Sprawa ma bardzo duży zasięg, a w grę wchodzą ogromne kwoty. O jakich sumach mowa, pisaliśmy w wydaniu DGP z 3 czerwca.

Dr Tomasz Lasocki z Wydziału Prawa i Administracji Uniwersytetu Warszawskiego zauważa, że kobiety z rocznika 1953 są w takiej samej sytuacji jak pozostałe osoby, których dotyczy dzisiejsze rozstrzygnięcie TK (kobiety urodzone od 1954 r. oraz mężczyźni urodzeni od 1949, którzy skorzystali z wcześniejszej emerytury przed czerwcem 2012 r., ale powszechny wiek emerytalny osiągnęli po 2012 r.). – Przepisy zmieniające ustawę w zakresie kobiet, które urodziły się w 1953 r., były źle skonstruowane (mam na myśli art. 194i oraz j ustawy o emeryturach i rentach z FUS) – tłumaczy dr Lasocki.

Zdaniem eksperta dobrym rozwiązaniem ze strony rządu byłoby wprowadzenie takich przepisów, które odliczałyby emerytury wypłacane po osiągnięciu powszechnego wieku emerytalnego, ponieważ od tego momentu możliwe już było złożenie wniosku o emeryturę w nowym systemie.
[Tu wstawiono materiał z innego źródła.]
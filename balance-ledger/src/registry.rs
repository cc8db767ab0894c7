//! Process-wide ledger access point
//!
//! Other plugins reach the ledger through [`LedgerRegistry::global`]. The
//! registry is installed exactly once during host startup; calling a balance
//! operation before that is a startup-ordering bug and returns
//! [`Error::NotInitialized`] instead of a silent default.
//!
//! ```
//! use balance_ledger::{LedgerRegistry, LedgerService, MemoryWorld, PlayerId};
//! use std::sync::Arc;
//!
//! let registry = LedgerRegistry::new();
//! assert!(!registry.is_initialized());
//!
//! let world = Arc::new(MemoryWorld::new("world"));
//! registry.set_instance(Arc::new(LedgerService::new(world))).unwrap();
//!
//! let player = PlayerId::random();
//! assert!(registry.add_balance(player, 10.0).unwrap());
//! assert_eq!(registry.balance(&player).unwrap(), 10.0);
//! ```

use crate::{
    error::{Error, Result},
    service::LedgerApi,
    types::PlayerId,
};
use std::fmt;
use std::sync::{Arc, OnceLock};

static GLOBAL: LedgerRegistry = LedgerRegistry::new();

/// Holds at most one installed ledger
pub struct LedgerRegistry {
    instance: OnceLock<Arc<dyn LedgerApi>>,
}

impl LedgerRegistry {
    /// Empty registry, for explicit injection
    pub const fn new() -> Self {
        Self {
            instance: OnceLock::new(),
        }
    }

    /// The process-wide registry
    pub fn global() -> &'static LedgerRegistry {
        &GLOBAL
    }

    /// Install the ledger. Only the first call succeeds.
    pub fn set_instance(&self, api: Arc<dyn LedgerApi>) -> Result<()> {
        self.instance
            .set(api)
            .map_err(|_| Error::AlreadyInitialized)?;
        tracing::info!("Economy API initialized and ready for use");
        Ok(())
    }

    /// Whether a ledger has been installed. Never fails.
    pub fn is_initialized(&self) -> bool {
        self.instance.get().is_some()
    }

    /// The installed ledger
    pub fn instance(&self) -> Result<&Arc<dyn LedgerApi>> {
        self.instance.get().ok_or(Error::NotInitialized)
    }

    /// Balance of `player`, or 0.0 when the player has no record
    pub fn balance(&self, player: &PlayerId) -> Result<f64> {
        Ok(self.instance()?.balance(player))
    }

    /// Credit a non-negative `amount`
    pub fn add_balance(&self, player: PlayerId, amount: f64) -> Result<bool> {
        Ok(self.instance()?.add_balance(player, amount))
    }

    /// Debit a non-negative `amount`; `Ok(false)` on insufficient funds
    pub fn remove_balance(&self, player: PlayerId, amount: f64) -> Result<bool> {
        Ok(self.instance()?.remove_balance(player, amount))
    }
}

impl Default for LedgerRegistry {
    fn default() -> Self {
        Self::new()
    }
}

impl fmt::Debug for LedgerRegistry {
    fn fmt(&self, f: &mut fmt::Formatter<'_>) -> fmt::Result {
        f.debug_struct("LedgerRegistry")
            .field("initialized", &self.is_initialized())
            .finish()
    }
}
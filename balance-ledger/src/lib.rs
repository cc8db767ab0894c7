//! Player balance ledger
//!
//! Concurrent per-world balance store exposed to other plugins through a
//! process-wide registry.
//!
//! # Architecture
//!
//! - **BalanceStore**: `PlayerId -> f64` map for one world, with a dirty flag
//!   the host polls to decide when to save
//! - **LedgerService**: forwards calls to the store of the currently bound world
//! - **LedgerRegistry**: install-once access point other plugins call into
//! - **LedgerLifecycle**: reacts to host startup and world-load events
//!
//! # Invariants
//!
//! - Balances are never negative: debits check funds under the same entry
//!   guard that applies them
//! - Per-player updates are linearizable; no lost updates under contention
//! - Insufficient funds and bad input are `false`, never errors

#![forbid(unsafe_code)]
#![warn(
    missing_docs,
    rust_2018_idioms,
    missing_debug_implementations,
    clippy::all
)]

pub mod config;
pub mod error;
pub mod lifecycle;
pub mod metrics;
pub mod registry;
pub mod save;
pub mod service;
pub mod store;
pub mod types;
pub mod world;

// Re-exports
pub use config::Config;
pub use error::{Error, Result};
pub use lifecycle::{LedgerLifecycle, LifecycleHooks};
pub use metrics::Metrics;
pub use registry::LedgerRegistry;
pub use save::FileWorld;
pub use service::{LedgerApi, LedgerService};
pub use store::BalanceStore;
pub use types::{BalanceRecord, BalanceSnapshot, PlayerId, WorldId};
pub use world::{ActiveWorld, MemoryWorld, World};
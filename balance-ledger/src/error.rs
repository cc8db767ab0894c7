//! Error types for the balance ledger
//!
//! Business outcomes (insufficient funds, unknown player) are never errors;
//! they are reported through `bool` / `0.0` return values. Only misuse and
//! unrecoverable data problems surface here.

use thiserror::Error;

/// Result type for ledger operations
pub type Result<T> = std::result::Result<T, Error>;

/// Ledger errors
#[derive(Error, Debug)]
pub enum Error {
    /// Registry used before a ledger was installed
    #[error("Economy API not initialized")]
    NotInitialized,

    /// Registry already holds a ledger
    #[error("Economy API already initialized")]
    AlreadyInitialized,

    /// Persisted identity is not a valid UUID
    #[error("Invalid player identity {identity:?}: {source}")]
    InvalidIdentity {
        /// Raw identity string as found in the snapshot
        identity: String,
        /// Parse failure
        #[source]
        source: uuid::Error,
    },

    /// Persisted balance data has the wrong shape
    #[error("Malformed snapshot: {0}")]
    MalformedSnapshot(String),

    /// JSON error
    #[error("JSON error: {0}")]
    Json(#[from] serde_json::Error),

    /// IO error
    #[error("IO error: {0}")]
    Io(#[from] std::io::Error),

    /// Configuration error
    #[error("Configuration error: {0}")]
    Config(String),

    /// Metrics registration error
    #[error("Metrics error: {0}")]
    Metrics(#[from] prometheus::Error),
}
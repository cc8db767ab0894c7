//! File-backed world save
//!
//! Reference host persistence layer. Each world keeps one JSON container at
//! `<data_dir>/<world>/<data_name>.json`:
//!
//! ```json
//! {
//!   "EconomyData": { "balances": [ { "identity": "...", "balance": 10.0 } ] },
//!   "last_saved": "2024-01-01T00:00:00Z"
//! }
//! ```
//!
//! The ledger only owns the `balances` key; anything else in the file is
//! carried through untouched.

use crate::{
    error::{Error, Result},
    store::BalanceStore,
    types::WorldId,
    world::World,
    Config,
};
use chrono::Utc;
use parking_lot::Mutex;
use serde_json::{Map, Value};
use std::path::{Path, PathBuf};
use std::sync::Arc;

const LAST_SAVED_KEY: &str = "last_saved";

/// World whose balances live in a JSON file on disk
#[derive(Debug)]
pub struct FileWorld {
    id: WorldId,
    path: PathBuf,
    data_name: String,
    store: Arc<BalanceStore>,
    // Host container as last read/written; also serializes flushes
    container: Mutex<Map<String, Value>>,
}

impl FileWorld {
    /// Open (or create) the save for `world` under `config.data_dir`.
    ///
    /// An unparseable save is a fatal error.
    pub fn open(config: &Config, world: impl Into<String>) -> Result<Self> {
        let id = WorldId::new(world);
        let path = config
            .data_dir
            .join(id.as_str())
            .join(format!("{}.json", config.data_name));

        let store = Arc::new(BalanceStore::new());
        let container = if path.exists() {
            let container = read_container(&path)?;
            match container.get(&config.data_name) {
                Some(Value::Object(data)) => store.read_from(data)?,
                Some(_) => {
                    return Err(Error::MalformedSnapshot(format!(
                        "{} in {:?} is not an object",
                        config.data_name, path
                    )))
                }
                None => {}
            }
            container
        } else {
            Map::new()
        };

        tracing::info!(
            world = %id,
            path = ?path,
            players = store.len(),
            "Opened world save"
        );

        Ok(Self {
            id,
            path,
            data_name: config.data_name.clone(),
            store,
            container: Mutex::new(container),
        })
    }

    /// Path of the save file
    pub fn path(&self) -> &Path {
        &self.path
    }

    /// Write the save if the store has unsaved changes.
    ///
    /// Returns whether a write happened. On failure the store stays dirty.
    pub fn flush(&self) -> Result<bool> {
        let mut container = self.container.lock();
        if !self.store.take_dirty() {
            return Ok(false);
        }

        match self.write(&mut container) {
            Ok(()) => {
                tracing::info!(world = %self.id, players = self.store.len(), "Balances saved");
                Ok(true)
            }
            Err(e) => {
                self.store.mark_dirty();
                tracing::error!(world = %self.id, error = %e, "Failed to save balances");
                Err(e)
            }
        }
    }

    fn write(&self, container: &mut Map<String, Value>) -> Result<()> {
        let mut data = match container.remove(&self.data_name) {
            Some(Value::Object(data)) => data,
            _ => Map::new(),
        };
        self.store.write_to(&mut data)?;
        container.insert(self.data_name.clone(), Value::Object(data));
        container.insert(
            LAST_SAVED_KEY.to_string(),
            Value::String(Utc::now().to_rfc3339()),
        );

        if let Some(dir) = self.path.parent() {
            std::fs::create_dir_all(dir)?;
        }

        // Write-then-rename so a crash never leaves a torn save
        let tmp = self.path.with_extension("json.tmp");
        let bytes = serde_json::to_vec_pretty(&*container)?;
        std::fs::write(&tmp, bytes)?;
        std::fs::rename(&tmp, &self.path)?;
        Ok(())
    }
}

impl World for FileWorld {
    fn id(&self) -> &WorldId {
        &self.id
    }

    fn balances(&self) -> Arc<BalanceStore> {
        self.store.clone()
    }
}

fn read_container(path: &Path) -> Result<Map<String, Value>> {
    let content = std::fs::read(path)?;
    match serde_json::from_slice::<Value>(&content)? {
        Value::Object(map) => Ok(map),
        _ => Err(Error::MalformedSnapshot(format!(
            "save file {:?} is not a JSON object",
            path
        ))),
    }
}

#[cfg(test)]
mod tests {
    use super::*;
    use crate::types::PlayerId;
    use serde_json::json;

    fn test_config(dir: &Path) -> Config {
        Config {
            data_dir: dir.to_path_buf(),
            ..Config::default()
        }
    }

    #[test]
    fn test_open_missing_save_is_empty() {
        let temp_dir = tempfile::tempdir().unwrap();
        let world = FileWorld::open(&test_config(temp_dir.path()), "world").unwrap();

        assert!(world.balances().is_empty());
        assert!(!world.path().exists());
        assert!(!world.flush().unwrap());
    }

    #[test]
    fn test_flush_and_reopen() {
        let temp_dir = tempfile::tempdir().unwrap();
        let config = test_config(temp_dir.path());
        let alice = PlayerId::random();

        {
            let world = FileWorld::open(&config, "world").unwrap();
            assert!(world.balances().add_balance(alice, 250.0));
            assert!(world.flush().unwrap());
            // Nothing new to write
            assert!(!world.flush().unwrap());
        }

        let reopened = FileWorld::open(&config, "world").unwrap();
        assert_eq!(reopened.balances().balance(&alice), 250.0);
        assert!(!reopened.balances().is_dirty());
    }

    #[test]
    fn test_preserves_foreign_keys() {
        let temp_dir = tempfile::tempdir().unwrap();
        let config = test_config(temp_dir.path());
        let path = temp_dir.path().join("world").join("EconomyData.json");
        std::fs::create_dir_all(path.parent().unwrap()).unwrap();
        std::fs::write(
            &path,
            serde_json::to_vec(&json!({
                "EconomyData": { "balances": [], "shops": 3 },
                "other_mod": { "x": 1 }
            }))
            .unwrap(),
        )
        .unwrap();

        let world = FileWorld::open(&config, "world").unwrap();
        world.balances().add_balance(PlayerId::random(), 1.0);
        assert!(world.flush().unwrap());

        let saved: Value = serde_json::from_slice(&std::fs::read(&path).unwrap()).unwrap();
        assert_eq!(saved["other_mod"], json!({ "x": 1 }));
        assert_eq!(saved["EconomyData"]["shops"], json!(3));
        assert_eq!(saved["EconomyData"]["balances"].as_array().unwrap().len(), 1);
        assert!(saved[LAST_SAVED_KEY].is_string());
    }

    #[test]
    fn test_reads_legacy_records() {
        let temp_dir = tempfile::tempdir().unwrap();
        let config = test_config(temp_dir.path());
        let path = temp_dir.path().join("world").join("EconomyData.json");
        std::fs::create_dir_all(path.parent().unwrap()).unwrap();
        std::fs::write(
            &path,
            r#"{"EconomyData":{"balances":[{"uuid":"0f8fad5b-d9cb-469f-a165-70867728950e","balance":9.5}]}}"#,
        )
        .unwrap();

        let world = FileWorld::open(&config, "world").unwrap();
        let player: PlayerId = "0f8fad5b-d9cb-469f-a165-70867728950e".parse().unwrap();
        assert_eq!(world.balances().balance(&player), 9.5);
    }

    #[test]
    fn test_infinite_set_survives_reopen() {
        let temp_dir = tempfile::tempdir().unwrap();
        let config = test_config(temp_dir.path());
        let alice = PlayerId::random();

        {
            let world = FileWorld::open(&config, "world").unwrap();
            world.balances().set_balance(alice, f64::INFINITY);
            assert!(world.flush().unwrap());
        }

        let reopened = FileWorld::open(&config, "world").unwrap();
        assert_eq!(reopened.balances().balance(&alice), 0.0);
        assert!(reopened.balances().contains(&alice));
    }

    #[test]
    fn test_null_balance_in_save_is_clamped() {
        let temp_dir = tempfile::tempdir().unwrap();
        let config = test_config(temp_dir.path());
        let path = temp_dir.path().join("world").join("EconomyData.json");
        std::fs::create_dir_all(path.parent().unwrap()).unwrap();
        std::fs::write(
            &path,
            r#"{"EconomyData":{"balances":[{"identity":"0f8fad5b-d9cb-469f-a165-70867728950e","balance":null}]}}"#,
        )
        .unwrap();

        let world = FileWorld::open(&config, "world").unwrap();
        let player: PlayerId = "0f8fad5b-d9cb-469f-a165-70867728950e".parse().unwrap();
        assert_eq!(world.balances().balance(&player), 0.0);
    }

    #[test]
    fn test_invalid_identity_fails_open() {
        let temp_dir = tempfile::tempdir().unwrap();
        let config = test_config(temp_dir.path());
        let path = temp_dir.path().join("world").join("EconomyData.json");
        std::fs::create_dir_all(path.parent().unwrap()).unwrap();
        std::fs::write(
            &path,
            r#"{"EconomyData":{"balances":[{"identity":"nope","balance":1.0}]}}"#,
        )
        .unwrap();

        let err = FileWorld::open(&config, "world").unwrap_err();
        assert!(matches!(err, Error::InvalidIdentity { .. }));
    }

    #[test]
    fn test_non_object_save_fails_open() {
        let temp_dir = tempfile::tempdir().unwrap();
        let config = test_config(temp_dir.path());
        let path = temp_dir.path().join("world").join("EconomyData.json");
        std::fs::create_dir_all(path.parent().unwrap()).unwrap();
        std::fs::write(&path, "[1, 2, 3]").unwrap();

        let err = FileWorld::open(&config, "world").unwrap_err();
        assert!(matches!(err, Error::MalformedSnapshot(_)));
    }
}
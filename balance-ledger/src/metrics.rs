//! Metrics collection for observability
//!
//! # Metrics
//!
//! - `economy_operations_total{op, outcome}` - Ledger calls by outcome
//! - `economy_saves_total` - Host flushes that wrote a save
//! - `economy_tracked_players` - Players with a balance record in the bound world
//!
//! Each `Metrics` owns its own `Registry` so several ledgers (and tests) can
//! coexist in one process.

use prometheus::{IntCounter, IntCounterVec, IntGauge, Opts, Registry};
use std::fmt;
use std::sync::Arc;

/// Operation label values
pub mod op {
    /// Balance query
    pub const GET: &str = "get";
    /// Credit
    pub const ADD: &str = "add";
    /// Debit
    pub const REMOVE: &str = "remove";
}

/// Metrics collector
#[derive(Clone)]
pub struct Metrics {
    /// Ledger calls, labelled by operation and outcome
    pub operations_total: IntCounterVec,

    /// Saves written by the host
    pub saves_total: IntCounter,

    /// Players with a record in the bound world
    pub tracked_players: IntGauge,

    /// Prometheus registry
    pub registry: Arc<Registry>,
}

impl fmt::Debug for Metrics {
    fn fmt(&self, f: &mut fmt::Formatter<'_>) -> fmt::Result {
        f.debug_struct("Metrics")
            .field("saves_total", &self.saves_total.get())
            .field("tracked_players", &self.tracked_players.get())
            .finish_non_exhaustive()
    }
}

impl Metrics {
    /// Create new metrics collector
    pub fn new() -> prometheus::Result<Self> {
        let registry = Arc::new(Registry::new());

        let operations_total = IntCounterVec::new(
            Opts::new("economy_operations_total", "Ledger operations by outcome"),
            &["op", "outcome"],
        )?;
        registry.register(Box::new(operations_total.clone()))?;

        let saves_total = IntCounter::new("economy_saves_total", "Balance saves written")?;
        registry.register(Box::new(saves_total.clone()))?;

        let tracked_players = IntGauge::new(
            "economy_tracked_players",
            "Players with a balance record in the bound world",
        )?;
        registry.register(Box::new(tracked_players.clone()))?;

        Ok(Self {
            operations_total,
            saves_total,
            tracked_players,
            registry,
        })
    }

    /// Record one ledger call
    pub fn record_operation(&self, op: &str, success: bool) {
        let outcome = if success { "ok" } else { "rejected" };
        self.operations_total.with_label_values(&[op, outcome]).inc();
    }

    /// Record a written save
    pub fn record_save(&self) {
        self.saves_total.inc();
    }

    /// Update the tracked player count
    pub fn set_tracked_players(&self, count: usize) {
        self.tracked_players.set(count as i64);
    }

    /// Get metrics registry
    pub fn registry(&self) -> &Registry {
        &self.registry
    }
}
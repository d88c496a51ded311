//! Schema versions for serialized reports and configs.

use serde::{Deserialize, Serialize};

/// Version stamped on serialized damage reports and pipeline configs.
#[derive(Debug, Clone, Copy, PartialEq, Eq, Hash, Serialize, Deserialize)]
pub struct SchemaVersion {
    /// Bumped when old readers can no longer parse the data
    pub major: u16,
    /// Bumped for added fields
    pub minor: u16,
    /// Bumped for fixes that keep the layout
    pub patch: u16,
}

impl SchemaVersion {
    /// Creates a version.
    #[must_use]
    pub const fn new(major: u16, minor: u16, patch: u16) -> Self {
        Self {
            major,
            minor,
            patch,
        }
    }

    /// Current damage report format version.
    pub const DAMAGE_REPORT: Self = Self::new(1, 0, 0);

    /// Current pipeline config format version.
    pub const PIPELINE_CONFIG: Self = Self::new(1, 0, 0);

    /// Data written under another minor or patch of the same major is
    /// readable. A major bump is not.
    #[must_use]
    pub const fn can_read(&self, data_version: &Self) -> bool {
        self.major == data_version.major
    }
}

impl std::fmt::Display for SchemaVersion {
    fn fmt(&self, f: &mut std::fmt::Formatter<'_>) -> std::fmt::Result {
        write!(f, "{}.{}.{}", self.major, self.minor, self.patch)
    }
}
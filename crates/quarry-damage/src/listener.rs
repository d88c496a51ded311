//! Ordered listener registry.

use std::fmt;

use quarry_common::{EventResult, ListenerId};
use tracing::warn;

use crate::order::Order;

/// Listener callback. Returning an error aborts dispatch.
pub type Listener<E> = Box<dyn FnMut(&mut E) -> EventResult<()>>;

struct Registration<E> {
    id: ListenerId,
    order: Order,
    listener: Listener<E>,
}

/// Listeners for one event type, sorted by [`Order`].
///
/// Listeners sharing an order run in registration order. Handles come from
/// [`ListenerId::next`], so they never collide between registries.
pub struct ListenerRegistry<E> {
    entries: Vec<Registration<E>>,
}

impl<E> Default for ListenerRegistry<E> {
    fn default() -> Self {
        Self {
            entries: Vec::new(),
        }
    }
}

impl<E> fmt::Debug for ListenerRegistry<E> {
    fn fmt(&self, f: &mut fmt::Formatter<'_>) -> fmt::Result {
        f.debug_struct("ListenerRegistry")
            .field("listeners", &self.entries.len())
            .finish()
    }
}

impl<E> ListenerRegistry<E> {
    /// Create an empty registry.
    #[must_use]
    pub fn new() -> Self {
        Self::default()
    }

    /// Register a listener.
    pub fn register<F>(&mut self, order: Order, listener: F) -> ListenerId
    where
        F: FnMut(&mut E) -> EventResult<()> + 'static,
    {
        let id = ListenerId::next();
        let index = self.entries.partition_point(|entry| entry.order <= order);
        self.entries.insert(
            index,
            Registration {
                id,
                order,
                listener: Box::new(listener),
            },
        );
        id
    }

    /// Remove a listener. Returns false if it was not registered.
    pub fn unregister(&mut self, id: ListenerId) -> bool {
        let before = self.entries.len();
        self.entries.retain(|entry| entry.id != id);
        self.entries.len() != before
    }

    /// Number of listeners.
    #[must_use]
    pub fn len(&self) -> usize {
        self.entries.len()
    }

    /// Check if no listener is registered.
    #[must_use]
    pub fn is_empty(&self) -> bool {
        self.entries.is_empty()
    }

    /// Registered listeners in dispatch order.
    pub fn iter(&self) -> impl Iterator<Item = (ListenerId, Order)> + '_ {
        self.entries.iter().map(|entry| (entry.id, entry.order))
    }

    /// Call every listener in order. Stops at the first error.
    pub fn dispatch(&mut self, event: &mut E) -> EventResult<()> {
        for entry in &mut self.entries {
            if let Err(err) = (entry.listener)(event) {
                warn!(
                    "Listener {} ({}) failed: {}",
                    entry.id.raw(),
                    entry.order,
                    err
                );
                return Err(err);
            }
        }
        Ok(())
    }
}
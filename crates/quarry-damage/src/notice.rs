//! Notices about finished damage events.

use crossbeam_channel::{bounded, Receiver, Sender, TrySendError};
use quarry_common::EntityId;
use serde::{Deserialize, Serialize};
use tracing::debug;

use crate::config::DEFAULT_NOTICE_CAPACITY;
use crate::report::DamageReport;
use crate::source::DamageType;

/// Message published after a damage event finished.
#[derive(Debug, Clone, PartialEq, Serialize, Deserialize)]
pub enum DamageNotice {
    /// Damage was applied to the target
    Applied(DamageReport),
    /// Event was cancelled before the reducer ran
    Cancelled {
        /// Target that was spared
        target: EntityId,
        /// Damage type of the source
        damage_type: DamageType,
    },
}

impl DamageNotice {
    /// Target of the event.
    #[must_use]
    pub fn target(&self) -> EntityId {
        match self {
            Self::Applied(report) => report.target,
            Self::Cancelled { target, .. } => *target,
        }
    }
}

/// Bounded notice channel. Publishing never blocks.
///
/// The bus is lossy: once `capacity` notices are pending, new ones are
/// dropped until someone drains it. Owners of a long-running pipeline should
/// call [`NoticeBus::drain`] or read from [`NoticeBus::receiver`] regularly.
#[derive(Debug)]
pub struct NoticeBus {
    sender: Sender<DamageNotice>,
    receiver: Receiver<DamageNotice>,
    capacity: usize,
}

impl Default for NoticeBus {
    fn default() -> Self {
        Self::new(DEFAULT_NOTICE_CAPACITY)
    }
}

impl NoticeBus {
    /// Creates a new bus with the given capacity, raised to at least 1.
    #[must_use]
    pub fn new(capacity: usize) -> Self {
        let capacity = capacity.max(1);
        let (sender, receiver) = bounded(capacity);
        Self {
            sender,
            receiver,
            capacity,
        }
    }

    /// Publishes a notice. Returns false if it was dropped.
    pub fn publish(&self, notice: DamageNotice) -> bool {
        match self.sender.try_send(notice) {
            Ok(()) => true,
            Err(TrySendError::Full(notice)) => {
                debug!("Notice bus full, dropping notice for {}", notice.target());
                false
            },
            Err(TrySendError::Disconnected(_)) => false,
        }
    }

    /// Drains all pending notices.
    pub fn drain(&self) -> Vec<DamageNotice> {
        self.receiver.try_iter().collect()
    }

    /// Returns the number of pending notices.
    #[must_use]
    pub fn pending_count(&self) -> usize {
        self.receiver.len()
    }

    /// Returns the channel capacity.
    #[must_use]
    pub const fn capacity(&self) -> usize {
        self.capacity
    }

    /// Creates a receiver handle for consuming notices elsewhere.
    #[must_use]
    pub fn receiver(&self) -> Receiver<DamageNotice> {
        self.receiver.clone()
    }
}

#[cfg(test)]
mod tests {
    use super::*;

    fn cancelled() -> DamageNotice {
        DamageNotice::Cancelled {
            target: EntityId::new(),
            damage_type: DamageType::Fall,
        }
    }

    #[test]
    fn test_publish_and_drain() {
        let bus = NoticeBus::new(4);
        let notice = cancelled();

        assert!(bus.publish(notice.clone()));
        assert_eq!(bus.pending_count(), 1);
        assert_eq!(bus.drain(), vec![notice]);
        assert_eq!(bus.pending_count(), 0);
    }

    #[test]
    fn test_full_bus_drops() {
        let bus = NoticeBus::new(1);
        assert!(bus.publish(cancelled()));
        assert!(!bus.publish(cancelled()));
        assert_eq!(bus.drain().len(), 1);
        assert_eq!(bus.capacity(), 1);
    }

    #[test]
    fn test_zero_capacity_still_holds_one() {
        let bus = NoticeBus::new(0);
        assert_eq!(bus.capacity(), 1);
        assert!(bus.publish(cancelled()));
        assert!(!bus.publish(cancelled()));
        assert_eq!(bus.pending_count(), 1);
    }

    #[test]
    fn test_receiver_handle() {
        let bus = NoticeBus::default();
        let receiver = bus.receiver();
        bus.publish(cancelled());
        assert!(receiver.try_recv().is_ok());
        assert_eq!(bus.pending_count(), 0);
    }
}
Sąd Najwyższy wydał kilka wyroków w taki właśnie sposób rozstrzygających ten problem, ale niestety ZUS nie kwapił się, by zastosować rozstrzygnięcia względem wszystkich. Dzisiejsza sprawa może być bardzo kosztowna dla państwa, dlatego do tego problemu należy podejść z najwyższym rozsądkiem – by uprawnieni uzyskali sprawiedliwość, ale bez nonszalancji. Nie powinna się powtórzyć sytuacja, w której osoby z rocznika 1953, które wcześniej rozpoczęły walkę o swoje, były potraktowane gorzej niż ci, którzy zwlekali ze złożeniem wniosku o przeliczenie – mówi Tomasz Lasocki.

Wątpliwy skład TK

Skład orzekający Trybunału Konstytucyjnego to: sędzia TK Krystyna Pawłowicz – przewodniczący, sędzia TK Justyn Piskorski – sprawozdawca, sędzia TK Wojciech Sych, sędzia TK Michał Warciński, sędzia TK Andrzej Zielonacki.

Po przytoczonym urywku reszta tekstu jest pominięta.